-------- Extracted entries --------

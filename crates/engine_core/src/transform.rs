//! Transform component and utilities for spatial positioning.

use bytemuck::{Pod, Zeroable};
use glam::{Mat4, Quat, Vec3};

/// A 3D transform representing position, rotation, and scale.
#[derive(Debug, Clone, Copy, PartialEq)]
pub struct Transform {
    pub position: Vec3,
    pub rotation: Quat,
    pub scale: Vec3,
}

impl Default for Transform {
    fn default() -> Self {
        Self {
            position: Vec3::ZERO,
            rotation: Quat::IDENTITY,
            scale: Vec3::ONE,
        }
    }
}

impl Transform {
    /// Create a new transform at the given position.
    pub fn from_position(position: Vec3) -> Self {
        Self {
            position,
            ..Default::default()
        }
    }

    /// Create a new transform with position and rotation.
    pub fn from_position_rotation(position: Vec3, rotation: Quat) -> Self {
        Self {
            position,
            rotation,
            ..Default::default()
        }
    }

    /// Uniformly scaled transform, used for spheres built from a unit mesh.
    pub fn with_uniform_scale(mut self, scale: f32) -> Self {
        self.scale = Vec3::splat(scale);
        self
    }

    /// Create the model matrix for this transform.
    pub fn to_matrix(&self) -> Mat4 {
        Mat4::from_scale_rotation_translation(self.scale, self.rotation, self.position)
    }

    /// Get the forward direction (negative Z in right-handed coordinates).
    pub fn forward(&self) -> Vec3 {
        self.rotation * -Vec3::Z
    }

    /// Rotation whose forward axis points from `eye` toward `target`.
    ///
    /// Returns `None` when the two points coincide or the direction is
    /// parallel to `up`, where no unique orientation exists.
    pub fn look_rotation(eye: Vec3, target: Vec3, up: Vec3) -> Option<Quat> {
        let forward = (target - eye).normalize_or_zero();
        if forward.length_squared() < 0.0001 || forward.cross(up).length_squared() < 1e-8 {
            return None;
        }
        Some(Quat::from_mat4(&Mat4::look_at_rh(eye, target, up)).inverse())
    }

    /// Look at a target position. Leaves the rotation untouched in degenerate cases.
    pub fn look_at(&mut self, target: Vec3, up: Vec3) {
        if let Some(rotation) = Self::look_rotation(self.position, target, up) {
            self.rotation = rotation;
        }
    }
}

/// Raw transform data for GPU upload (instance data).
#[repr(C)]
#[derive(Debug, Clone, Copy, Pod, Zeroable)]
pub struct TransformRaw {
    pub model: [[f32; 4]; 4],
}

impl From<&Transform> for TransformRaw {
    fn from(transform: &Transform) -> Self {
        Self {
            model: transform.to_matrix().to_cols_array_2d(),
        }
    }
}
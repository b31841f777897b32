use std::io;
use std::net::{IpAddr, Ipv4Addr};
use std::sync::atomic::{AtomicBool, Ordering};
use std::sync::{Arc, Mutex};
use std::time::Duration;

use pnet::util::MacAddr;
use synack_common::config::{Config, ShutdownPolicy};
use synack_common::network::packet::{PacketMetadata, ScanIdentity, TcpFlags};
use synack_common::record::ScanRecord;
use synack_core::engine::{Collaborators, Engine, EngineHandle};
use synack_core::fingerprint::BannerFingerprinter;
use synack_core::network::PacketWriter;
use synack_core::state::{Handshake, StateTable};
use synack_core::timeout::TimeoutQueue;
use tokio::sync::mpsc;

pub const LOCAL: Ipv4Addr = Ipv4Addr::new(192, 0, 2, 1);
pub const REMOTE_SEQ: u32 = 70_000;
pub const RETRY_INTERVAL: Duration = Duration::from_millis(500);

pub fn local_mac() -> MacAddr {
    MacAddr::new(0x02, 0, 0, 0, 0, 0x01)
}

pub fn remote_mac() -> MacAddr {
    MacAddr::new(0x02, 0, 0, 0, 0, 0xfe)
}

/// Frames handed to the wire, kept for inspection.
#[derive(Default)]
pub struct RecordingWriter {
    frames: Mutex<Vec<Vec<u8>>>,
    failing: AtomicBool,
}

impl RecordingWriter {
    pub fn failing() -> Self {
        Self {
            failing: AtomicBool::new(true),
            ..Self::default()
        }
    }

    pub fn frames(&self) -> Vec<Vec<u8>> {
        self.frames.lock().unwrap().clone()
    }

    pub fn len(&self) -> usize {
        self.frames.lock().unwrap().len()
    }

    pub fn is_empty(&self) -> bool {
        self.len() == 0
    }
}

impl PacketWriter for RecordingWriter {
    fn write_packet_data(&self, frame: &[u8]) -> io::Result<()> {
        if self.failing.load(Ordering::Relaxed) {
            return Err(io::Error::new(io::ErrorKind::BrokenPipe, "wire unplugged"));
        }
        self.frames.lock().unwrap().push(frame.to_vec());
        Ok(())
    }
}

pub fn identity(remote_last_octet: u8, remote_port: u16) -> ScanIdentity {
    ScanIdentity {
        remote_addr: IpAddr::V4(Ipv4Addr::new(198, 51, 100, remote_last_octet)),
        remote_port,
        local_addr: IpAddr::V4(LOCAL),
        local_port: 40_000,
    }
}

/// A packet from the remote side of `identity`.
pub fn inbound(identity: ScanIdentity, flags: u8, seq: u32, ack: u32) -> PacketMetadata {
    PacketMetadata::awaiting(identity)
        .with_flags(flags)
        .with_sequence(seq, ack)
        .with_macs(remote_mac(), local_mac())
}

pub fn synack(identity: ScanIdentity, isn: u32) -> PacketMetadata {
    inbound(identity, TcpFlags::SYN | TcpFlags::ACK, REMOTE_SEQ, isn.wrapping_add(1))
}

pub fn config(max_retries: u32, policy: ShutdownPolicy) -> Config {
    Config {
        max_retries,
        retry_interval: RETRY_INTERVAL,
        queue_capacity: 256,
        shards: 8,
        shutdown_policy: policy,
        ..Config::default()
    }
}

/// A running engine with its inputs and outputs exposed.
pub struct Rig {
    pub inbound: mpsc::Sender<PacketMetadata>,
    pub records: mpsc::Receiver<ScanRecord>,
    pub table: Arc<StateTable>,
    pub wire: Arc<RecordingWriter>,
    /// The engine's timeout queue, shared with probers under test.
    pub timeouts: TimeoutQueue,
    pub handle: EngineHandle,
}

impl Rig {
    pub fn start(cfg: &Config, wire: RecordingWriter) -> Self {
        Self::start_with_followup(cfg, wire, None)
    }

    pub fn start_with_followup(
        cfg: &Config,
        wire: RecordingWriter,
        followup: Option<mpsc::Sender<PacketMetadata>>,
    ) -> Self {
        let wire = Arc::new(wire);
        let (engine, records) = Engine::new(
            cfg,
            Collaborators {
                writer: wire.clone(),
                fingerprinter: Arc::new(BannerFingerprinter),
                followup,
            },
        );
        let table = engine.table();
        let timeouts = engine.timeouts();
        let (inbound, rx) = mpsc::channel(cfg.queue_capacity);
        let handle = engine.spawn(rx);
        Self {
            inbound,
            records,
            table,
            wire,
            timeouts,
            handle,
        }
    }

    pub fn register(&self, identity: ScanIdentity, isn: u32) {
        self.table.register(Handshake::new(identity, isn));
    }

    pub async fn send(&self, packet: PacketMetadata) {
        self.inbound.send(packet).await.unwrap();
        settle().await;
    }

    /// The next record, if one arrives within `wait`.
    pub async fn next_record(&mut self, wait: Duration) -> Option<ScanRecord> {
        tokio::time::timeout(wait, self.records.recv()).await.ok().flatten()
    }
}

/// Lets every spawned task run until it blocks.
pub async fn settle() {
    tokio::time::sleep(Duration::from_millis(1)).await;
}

--------
-------- Extracted entries --------

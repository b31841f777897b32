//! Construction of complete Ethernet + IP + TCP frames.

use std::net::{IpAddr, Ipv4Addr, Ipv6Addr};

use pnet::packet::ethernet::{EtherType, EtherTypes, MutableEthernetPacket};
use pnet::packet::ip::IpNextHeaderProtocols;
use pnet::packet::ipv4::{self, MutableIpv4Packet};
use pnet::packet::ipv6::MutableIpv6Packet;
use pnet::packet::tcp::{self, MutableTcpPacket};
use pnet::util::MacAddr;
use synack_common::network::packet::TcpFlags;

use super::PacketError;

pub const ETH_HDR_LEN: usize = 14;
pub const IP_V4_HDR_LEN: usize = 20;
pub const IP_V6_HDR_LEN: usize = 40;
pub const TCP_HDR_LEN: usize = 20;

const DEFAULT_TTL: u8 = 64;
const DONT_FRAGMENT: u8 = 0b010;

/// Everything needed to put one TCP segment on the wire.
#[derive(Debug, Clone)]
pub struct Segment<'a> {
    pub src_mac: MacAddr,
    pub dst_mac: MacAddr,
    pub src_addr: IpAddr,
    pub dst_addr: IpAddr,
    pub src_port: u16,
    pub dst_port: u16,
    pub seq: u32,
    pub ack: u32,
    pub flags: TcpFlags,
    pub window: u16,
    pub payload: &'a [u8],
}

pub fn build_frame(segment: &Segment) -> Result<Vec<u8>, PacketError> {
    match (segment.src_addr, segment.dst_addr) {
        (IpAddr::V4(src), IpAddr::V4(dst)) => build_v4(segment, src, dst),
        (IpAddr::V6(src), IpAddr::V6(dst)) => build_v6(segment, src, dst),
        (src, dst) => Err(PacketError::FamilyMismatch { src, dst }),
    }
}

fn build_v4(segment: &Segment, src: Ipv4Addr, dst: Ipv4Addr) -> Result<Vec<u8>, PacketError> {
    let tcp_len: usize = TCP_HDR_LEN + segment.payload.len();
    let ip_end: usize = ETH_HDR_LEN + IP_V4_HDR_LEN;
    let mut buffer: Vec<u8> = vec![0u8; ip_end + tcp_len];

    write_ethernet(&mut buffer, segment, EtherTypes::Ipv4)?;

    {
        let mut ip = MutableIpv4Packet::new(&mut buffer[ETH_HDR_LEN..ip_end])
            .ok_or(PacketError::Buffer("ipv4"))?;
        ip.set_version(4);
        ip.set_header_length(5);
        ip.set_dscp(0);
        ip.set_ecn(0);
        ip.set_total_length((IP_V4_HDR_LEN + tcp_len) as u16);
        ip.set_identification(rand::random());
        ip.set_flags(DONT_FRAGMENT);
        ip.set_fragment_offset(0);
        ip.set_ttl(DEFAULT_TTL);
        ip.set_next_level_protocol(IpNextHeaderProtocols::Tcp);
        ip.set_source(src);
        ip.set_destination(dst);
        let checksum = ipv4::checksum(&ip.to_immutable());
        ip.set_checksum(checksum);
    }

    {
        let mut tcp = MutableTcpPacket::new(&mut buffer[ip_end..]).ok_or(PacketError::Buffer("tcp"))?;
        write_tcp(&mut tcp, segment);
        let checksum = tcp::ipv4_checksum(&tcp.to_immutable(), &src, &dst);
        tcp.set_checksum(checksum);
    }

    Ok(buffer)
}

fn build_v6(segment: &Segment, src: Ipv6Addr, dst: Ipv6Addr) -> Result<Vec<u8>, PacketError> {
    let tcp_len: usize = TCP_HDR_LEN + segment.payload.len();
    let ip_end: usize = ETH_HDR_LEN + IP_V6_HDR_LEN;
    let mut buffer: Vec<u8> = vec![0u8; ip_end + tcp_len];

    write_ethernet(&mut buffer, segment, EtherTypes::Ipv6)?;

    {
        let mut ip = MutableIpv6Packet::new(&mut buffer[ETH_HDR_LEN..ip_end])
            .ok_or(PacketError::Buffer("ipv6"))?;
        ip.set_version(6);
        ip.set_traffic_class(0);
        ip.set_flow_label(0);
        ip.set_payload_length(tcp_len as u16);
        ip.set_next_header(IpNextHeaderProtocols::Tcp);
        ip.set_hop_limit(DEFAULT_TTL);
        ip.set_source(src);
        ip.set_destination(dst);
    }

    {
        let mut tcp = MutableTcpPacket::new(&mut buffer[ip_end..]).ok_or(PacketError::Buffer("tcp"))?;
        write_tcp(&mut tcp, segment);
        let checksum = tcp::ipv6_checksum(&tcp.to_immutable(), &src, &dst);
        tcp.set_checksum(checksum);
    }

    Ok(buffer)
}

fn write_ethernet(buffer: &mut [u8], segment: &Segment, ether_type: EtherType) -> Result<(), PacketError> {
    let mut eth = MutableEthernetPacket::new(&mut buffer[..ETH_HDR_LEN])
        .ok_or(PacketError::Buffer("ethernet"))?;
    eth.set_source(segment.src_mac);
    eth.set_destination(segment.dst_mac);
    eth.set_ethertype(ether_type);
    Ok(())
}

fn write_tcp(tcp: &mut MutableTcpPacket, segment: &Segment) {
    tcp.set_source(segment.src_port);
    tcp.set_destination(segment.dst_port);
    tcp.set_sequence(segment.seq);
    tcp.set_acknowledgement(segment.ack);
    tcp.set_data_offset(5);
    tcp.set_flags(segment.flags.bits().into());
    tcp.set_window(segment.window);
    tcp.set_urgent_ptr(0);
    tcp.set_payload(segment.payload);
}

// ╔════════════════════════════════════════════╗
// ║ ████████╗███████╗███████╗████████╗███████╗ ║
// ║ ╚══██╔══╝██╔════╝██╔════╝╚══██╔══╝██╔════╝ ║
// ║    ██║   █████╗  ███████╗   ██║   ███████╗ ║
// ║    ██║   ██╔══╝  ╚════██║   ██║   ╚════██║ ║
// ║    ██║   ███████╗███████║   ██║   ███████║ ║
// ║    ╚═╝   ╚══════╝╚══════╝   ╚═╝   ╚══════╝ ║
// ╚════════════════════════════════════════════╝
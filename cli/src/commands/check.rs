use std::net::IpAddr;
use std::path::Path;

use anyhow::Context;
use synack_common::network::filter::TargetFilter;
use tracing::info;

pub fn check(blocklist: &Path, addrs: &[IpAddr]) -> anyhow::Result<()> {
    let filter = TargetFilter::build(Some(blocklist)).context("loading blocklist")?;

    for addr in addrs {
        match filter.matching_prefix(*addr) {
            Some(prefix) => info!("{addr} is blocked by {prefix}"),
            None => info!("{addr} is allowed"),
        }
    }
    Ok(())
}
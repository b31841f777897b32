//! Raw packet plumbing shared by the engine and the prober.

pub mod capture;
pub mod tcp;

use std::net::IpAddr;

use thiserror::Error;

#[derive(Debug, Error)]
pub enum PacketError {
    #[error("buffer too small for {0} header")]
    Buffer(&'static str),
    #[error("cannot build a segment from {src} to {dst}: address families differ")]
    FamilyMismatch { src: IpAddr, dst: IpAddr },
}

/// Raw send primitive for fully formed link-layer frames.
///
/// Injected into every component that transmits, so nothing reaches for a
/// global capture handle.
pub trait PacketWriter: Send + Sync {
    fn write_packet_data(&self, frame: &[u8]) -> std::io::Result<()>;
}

--------
-------- Extracted entries --------

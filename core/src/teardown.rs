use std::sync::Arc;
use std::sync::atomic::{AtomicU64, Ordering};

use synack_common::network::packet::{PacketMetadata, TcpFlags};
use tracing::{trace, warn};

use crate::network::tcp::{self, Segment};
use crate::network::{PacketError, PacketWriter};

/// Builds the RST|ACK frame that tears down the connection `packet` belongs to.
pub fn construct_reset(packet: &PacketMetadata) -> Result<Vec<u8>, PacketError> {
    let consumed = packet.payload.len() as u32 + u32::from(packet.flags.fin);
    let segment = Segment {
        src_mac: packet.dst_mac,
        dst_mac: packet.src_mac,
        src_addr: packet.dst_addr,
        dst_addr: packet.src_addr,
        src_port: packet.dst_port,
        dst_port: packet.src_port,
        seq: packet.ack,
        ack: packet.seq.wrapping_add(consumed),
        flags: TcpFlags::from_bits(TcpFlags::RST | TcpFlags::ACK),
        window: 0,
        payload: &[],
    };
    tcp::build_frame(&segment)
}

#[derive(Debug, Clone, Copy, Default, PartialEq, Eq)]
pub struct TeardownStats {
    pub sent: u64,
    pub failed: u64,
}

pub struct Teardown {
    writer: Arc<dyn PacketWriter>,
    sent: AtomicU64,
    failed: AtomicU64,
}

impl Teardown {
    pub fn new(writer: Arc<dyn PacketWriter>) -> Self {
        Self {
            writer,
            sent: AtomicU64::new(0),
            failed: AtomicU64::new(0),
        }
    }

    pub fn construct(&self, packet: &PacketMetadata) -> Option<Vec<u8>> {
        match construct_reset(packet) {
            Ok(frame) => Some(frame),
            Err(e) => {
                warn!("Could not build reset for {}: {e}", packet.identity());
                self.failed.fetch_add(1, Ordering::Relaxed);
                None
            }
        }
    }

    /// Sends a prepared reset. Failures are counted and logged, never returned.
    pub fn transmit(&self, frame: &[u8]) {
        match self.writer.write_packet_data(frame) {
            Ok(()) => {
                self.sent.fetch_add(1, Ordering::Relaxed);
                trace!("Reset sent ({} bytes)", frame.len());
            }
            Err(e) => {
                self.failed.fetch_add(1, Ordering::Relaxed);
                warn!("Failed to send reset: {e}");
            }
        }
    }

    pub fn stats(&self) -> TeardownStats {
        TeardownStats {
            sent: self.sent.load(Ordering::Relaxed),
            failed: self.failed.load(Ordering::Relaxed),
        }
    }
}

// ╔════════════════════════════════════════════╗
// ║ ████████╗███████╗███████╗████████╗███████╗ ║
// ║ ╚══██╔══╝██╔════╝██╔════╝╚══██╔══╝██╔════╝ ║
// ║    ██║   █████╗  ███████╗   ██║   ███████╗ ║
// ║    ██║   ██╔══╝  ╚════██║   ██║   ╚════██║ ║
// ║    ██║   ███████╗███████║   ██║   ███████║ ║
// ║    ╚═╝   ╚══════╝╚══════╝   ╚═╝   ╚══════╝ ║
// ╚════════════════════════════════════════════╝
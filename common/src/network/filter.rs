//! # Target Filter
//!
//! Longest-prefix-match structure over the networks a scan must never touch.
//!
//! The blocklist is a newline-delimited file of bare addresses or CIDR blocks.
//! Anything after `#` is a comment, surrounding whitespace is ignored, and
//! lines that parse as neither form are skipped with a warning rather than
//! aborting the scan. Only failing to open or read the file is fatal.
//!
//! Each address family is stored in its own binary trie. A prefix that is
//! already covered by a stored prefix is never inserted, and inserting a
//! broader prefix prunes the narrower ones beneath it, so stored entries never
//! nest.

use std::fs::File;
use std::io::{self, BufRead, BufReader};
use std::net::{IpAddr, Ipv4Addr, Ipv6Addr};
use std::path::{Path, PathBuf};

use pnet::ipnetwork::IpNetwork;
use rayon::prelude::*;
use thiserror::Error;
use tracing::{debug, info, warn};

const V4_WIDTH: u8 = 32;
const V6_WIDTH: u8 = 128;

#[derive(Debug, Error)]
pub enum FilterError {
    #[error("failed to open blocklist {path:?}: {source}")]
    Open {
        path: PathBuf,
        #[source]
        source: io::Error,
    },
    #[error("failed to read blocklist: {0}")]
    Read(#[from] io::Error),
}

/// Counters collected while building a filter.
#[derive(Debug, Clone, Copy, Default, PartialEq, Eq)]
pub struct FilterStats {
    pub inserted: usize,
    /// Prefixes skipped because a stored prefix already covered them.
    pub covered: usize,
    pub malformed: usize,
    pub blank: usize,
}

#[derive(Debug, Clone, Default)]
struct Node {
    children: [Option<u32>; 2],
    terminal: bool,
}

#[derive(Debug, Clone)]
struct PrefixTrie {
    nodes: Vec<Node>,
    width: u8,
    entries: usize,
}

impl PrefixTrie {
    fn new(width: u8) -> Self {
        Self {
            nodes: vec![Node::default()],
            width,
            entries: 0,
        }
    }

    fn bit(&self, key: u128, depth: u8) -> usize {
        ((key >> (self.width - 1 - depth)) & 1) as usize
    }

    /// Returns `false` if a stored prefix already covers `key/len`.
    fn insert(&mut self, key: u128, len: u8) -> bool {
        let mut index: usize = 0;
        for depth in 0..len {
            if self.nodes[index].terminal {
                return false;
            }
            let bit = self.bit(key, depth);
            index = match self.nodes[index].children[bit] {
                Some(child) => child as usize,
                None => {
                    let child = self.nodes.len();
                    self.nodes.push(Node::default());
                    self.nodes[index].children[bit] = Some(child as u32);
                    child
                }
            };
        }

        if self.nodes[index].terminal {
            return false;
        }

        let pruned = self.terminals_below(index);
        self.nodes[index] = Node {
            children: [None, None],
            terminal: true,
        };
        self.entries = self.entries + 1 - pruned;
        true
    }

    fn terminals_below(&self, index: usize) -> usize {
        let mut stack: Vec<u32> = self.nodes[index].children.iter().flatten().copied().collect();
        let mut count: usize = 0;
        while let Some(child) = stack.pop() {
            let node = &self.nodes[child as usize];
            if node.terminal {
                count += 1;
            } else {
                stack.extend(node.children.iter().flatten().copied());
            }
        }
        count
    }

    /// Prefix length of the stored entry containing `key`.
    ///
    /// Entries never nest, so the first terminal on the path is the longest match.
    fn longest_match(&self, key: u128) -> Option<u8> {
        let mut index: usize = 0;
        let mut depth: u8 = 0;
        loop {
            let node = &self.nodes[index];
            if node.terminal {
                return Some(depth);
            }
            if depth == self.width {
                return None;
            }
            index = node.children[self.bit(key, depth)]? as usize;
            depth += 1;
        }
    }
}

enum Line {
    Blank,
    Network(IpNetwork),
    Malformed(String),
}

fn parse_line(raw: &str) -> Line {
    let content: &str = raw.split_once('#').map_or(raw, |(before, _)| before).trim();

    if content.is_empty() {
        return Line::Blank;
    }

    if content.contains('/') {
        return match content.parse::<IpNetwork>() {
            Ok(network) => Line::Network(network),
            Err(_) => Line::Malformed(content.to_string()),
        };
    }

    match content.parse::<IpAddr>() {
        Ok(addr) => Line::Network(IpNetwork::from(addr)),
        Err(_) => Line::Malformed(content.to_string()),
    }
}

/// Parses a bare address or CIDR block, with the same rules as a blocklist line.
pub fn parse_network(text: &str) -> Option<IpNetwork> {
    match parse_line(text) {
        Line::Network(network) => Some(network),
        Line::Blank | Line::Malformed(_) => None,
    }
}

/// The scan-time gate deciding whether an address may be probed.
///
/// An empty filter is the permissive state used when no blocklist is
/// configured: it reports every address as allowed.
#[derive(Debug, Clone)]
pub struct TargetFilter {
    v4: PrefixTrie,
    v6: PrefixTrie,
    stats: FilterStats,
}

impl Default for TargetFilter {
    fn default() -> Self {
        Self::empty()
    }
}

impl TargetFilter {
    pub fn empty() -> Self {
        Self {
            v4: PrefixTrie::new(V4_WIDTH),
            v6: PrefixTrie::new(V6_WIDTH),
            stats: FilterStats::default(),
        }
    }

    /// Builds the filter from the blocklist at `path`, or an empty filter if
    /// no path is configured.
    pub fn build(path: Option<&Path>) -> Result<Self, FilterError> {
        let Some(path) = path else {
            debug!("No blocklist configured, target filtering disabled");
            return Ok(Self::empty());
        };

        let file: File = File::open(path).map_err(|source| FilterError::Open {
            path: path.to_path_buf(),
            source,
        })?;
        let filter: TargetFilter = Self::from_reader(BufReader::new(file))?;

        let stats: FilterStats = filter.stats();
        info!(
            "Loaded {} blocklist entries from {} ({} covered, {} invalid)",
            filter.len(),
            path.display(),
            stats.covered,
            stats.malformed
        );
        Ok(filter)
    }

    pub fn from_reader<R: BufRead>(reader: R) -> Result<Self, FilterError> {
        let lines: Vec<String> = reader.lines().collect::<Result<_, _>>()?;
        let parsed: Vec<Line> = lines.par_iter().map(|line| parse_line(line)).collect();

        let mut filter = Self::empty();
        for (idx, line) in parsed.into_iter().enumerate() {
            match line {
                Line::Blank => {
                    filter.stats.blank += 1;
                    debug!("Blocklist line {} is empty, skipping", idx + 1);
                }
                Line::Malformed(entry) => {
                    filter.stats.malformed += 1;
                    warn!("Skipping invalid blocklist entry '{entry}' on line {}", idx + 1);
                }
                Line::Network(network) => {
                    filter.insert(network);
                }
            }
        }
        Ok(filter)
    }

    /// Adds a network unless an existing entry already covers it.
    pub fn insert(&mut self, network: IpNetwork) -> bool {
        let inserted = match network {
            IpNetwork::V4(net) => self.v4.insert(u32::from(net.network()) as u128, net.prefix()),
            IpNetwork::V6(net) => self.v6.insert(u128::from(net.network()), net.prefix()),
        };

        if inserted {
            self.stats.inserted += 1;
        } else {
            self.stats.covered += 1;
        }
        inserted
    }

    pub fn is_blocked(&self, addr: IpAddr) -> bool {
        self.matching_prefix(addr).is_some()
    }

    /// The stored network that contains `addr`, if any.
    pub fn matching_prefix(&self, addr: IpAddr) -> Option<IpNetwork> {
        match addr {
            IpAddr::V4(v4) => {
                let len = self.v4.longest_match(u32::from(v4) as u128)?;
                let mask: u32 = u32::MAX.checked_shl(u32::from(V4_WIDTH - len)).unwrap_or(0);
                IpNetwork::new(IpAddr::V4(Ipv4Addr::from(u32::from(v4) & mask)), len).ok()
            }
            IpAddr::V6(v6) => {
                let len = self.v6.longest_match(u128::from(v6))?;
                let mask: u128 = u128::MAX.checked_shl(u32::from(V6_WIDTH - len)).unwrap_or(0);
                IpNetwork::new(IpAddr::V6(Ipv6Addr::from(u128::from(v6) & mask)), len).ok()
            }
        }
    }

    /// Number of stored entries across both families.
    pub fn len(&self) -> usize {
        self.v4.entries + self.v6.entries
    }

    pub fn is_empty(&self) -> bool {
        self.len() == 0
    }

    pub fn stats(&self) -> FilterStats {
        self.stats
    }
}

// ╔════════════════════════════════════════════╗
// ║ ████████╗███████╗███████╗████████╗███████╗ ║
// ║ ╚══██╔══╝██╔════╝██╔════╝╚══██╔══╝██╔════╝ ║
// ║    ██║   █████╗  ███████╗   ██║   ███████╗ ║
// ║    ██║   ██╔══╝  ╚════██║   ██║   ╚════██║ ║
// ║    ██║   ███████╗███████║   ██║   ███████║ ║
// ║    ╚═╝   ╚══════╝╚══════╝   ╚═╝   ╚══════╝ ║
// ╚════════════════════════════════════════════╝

--------

▸ **Exercise aim**
Say how many lines in the preceding material include the word "nodes", with no other words in the reply.

▸ **Result for this task**
12